Transmission electron micrographs of purified VSV virions (a-c), showing a virion suspension positively stained with uranyl acetate (a; arrows indicate contacts between virions), an ultrathin section of agar-encased virions (b; four virions are shown in trans section; the envelope bilayer is indicated with white dotted lines; the structure protruding from the envelope lipid bilayer, indicated with an arrow, probably corresponds to the envelope protein G), and a virion suspension negatively stained with phosphotungstic acid (c; the envelope protein is visible and appears to mediate virion-virion contacts, one of which is indicated).

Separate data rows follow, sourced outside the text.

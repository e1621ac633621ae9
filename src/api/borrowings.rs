//! Borrowing endpoints

use axum::{
    extract::{Path, State},
    http::StatusCode,
    Json,
};

use crate::{
    error::AppResult,
    models::borrowing::{Borrowing, CreateBorrowing},
};

use super::parse_id;

/// Open a loan
#[utoipa::path(
    post,
    path = "/borrowings",
    tag = "borrowings",
    request_body = CreateBorrowing,
    responses(
        (status = 201, description = "Borrowing created", body = Borrowing),
        (status = 400, description = "Due date not after borrow date")
    )
)]
pub async fn create_borrowing(
    State(state): State<crate::AppState>,
    Json(data): Json<CreateBorrowing>,
) -> AppResult<(StatusCode, Json<Borrowing>)> {
    let borrowing = state.services.borrowings.create(data).await?;
    Ok((StatusCode::CREATED, Json(borrowing)))
}

/// List all borrowings
#[utoipa::path(
    get,
    path = "/borrowings",
    tag = "borrowings",
    responses(
        (status = 200, description = "All borrowings", body = Vec<Borrowing>),
        (status = 404, description = "No borrowings found")
    )
)]
pub async fn list_borrowings(
    State(state): State<crate::AppState>,
) -> AppResult<Json<Vec<Borrowing>>> {
    let borrowings = state.services.borrowings.list().await?;
    Ok(Json(borrowings))
}

/// Get a borrowing by ID
#[utoipa::path(
    get,
    path = "/borrowings/{id}",
    tag = "borrowings",
    params(("id" = String, Path, description = "Borrowing ID")),
    responses(
        (status = 200, description = "Borrowing details", body = Borrowing),
        (status = 404, description = "Borrowing not found")
    )
)]
pub async fn get_borrowing(
    State(state): State<crate::AppState>,
    Path(id): Path<String>,
) -> AppResult<Json<Borrowing>> {
    let id = parse_id(&id, "borrowing")?;
    let borrowing = state.services.borrowings.get_by_id(id).await?;
    Ok(Json(borrowing))
}

/// Borrowings received by a client
#[utoipa::path(
    get,
    path = "/borrowings/client/{id}",
    tag = "borrowings",
    params(("id" = String, Path, description = "Client ID")),
    responses(
        (status = 200, description = "Borrowings of the client", body = Vec<Borrowing>),
        (status = 404, description = "No borrowings found for this client")
    )
)]
pub async fn get_client_borrowings(
    State(state): State<crate::AppState>,
    Path(id): Path<String>,
) -> AppResult<Json<Vec<Borrowing>>> {
    let id = parse_id(&id, "client")?;
    let borrowings = state.services.borrowings.list_by_client(id).await?;
    Ok(Json(borrowings))
}

/// Borrowings lent by a bookstore
#[utoipa::path(
    get,
    path = "/borrowings/bookstore/{id}",
    tag = "borrowings",
    params(("id" = String, Path, description = "Bookstore ID")),
    responses(
        (status = 200, description = "Borrowings of the bookstore", body = Vec<Borrowing>),
        (status = 404, description = "No borrowings found for this bookstore")
    )
)]
pub async fn get_bookstore_borrowings(
    State(state): State<crate::AppState>,
    Path(id): Path<String>,
) -> AppResult<Json<Vec<Borrowing>>> {
    let id = parse_id(&id, "bookstore")?;
    let borrowings = state.services.borrowings.list_by_bookstore(id).await?;
    Ok(Json(borrowings))
}

/// Return a borrowed book
#[utoipa::path(
    post,
    path = "/borrowings/return/{id}",
    tag = "borrowings",
    params(("id" = String, Path, description = "Borrowing ID")),
    responses(
        (status = 200, description = "Book returned", body = Borrowing),
        (status = 404, description = "Borrowing not found"),
        (status = 409, description = "Borrowing already returned"),
        (status = 503, description = "Store unavailable, retry")
    )
)]
pub async fn return_borrowing(
    State(state): State<crate::AppState>,
    Path(id): Path<String>,
) -> AppResult<Json<Borrowing>> {
    let id = parse_id(&id, "borrowing")?;
    let borrowing = state.services.borrowings.process_return(id).await?;
    Ok(Json(borrowing))
}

Additional micrographs are shown in Supplementary Fig. 1. Virions were subjected to DLS (d-g) by fixing virions immediately (untreated) or after incubation, as indicated. The z-average values obtained from six measurements are shown (d). Vertical grey lines indicate the mean z-average. Treatment effects were evaluated relative to the untreated group using t-tests (ns: P > 0.05; **: P < 0.01; ***: P < 0.001). e. Polydispersity indexes (pdi) obtained in the same set of measurements. Particle size distribution curves, expressed as the percentage total light scattering intensity (f) and raw auto-correlation data (g) are shown, where each curve is an average from the six measurements. h. Effect of aggregation on infectivity, as determined in BHK-21 cells by the plaque assay after incubating purified virions at 37°C for the indicated times. To assess PFU weight, virions were centrifuged directly (blue) or after 2 h incubation at 37°C (red), and the pellet and supernatant were titrated by the plaque assay (i; the pellet/supernatant titer ratio is represented). Pellet/supernatant titer ratios for increasing centrifugation forces (5 min spin) after incubating virions 1 h at 37°C are also shown (j). Error bars indicate the standard error of the mean from three assays.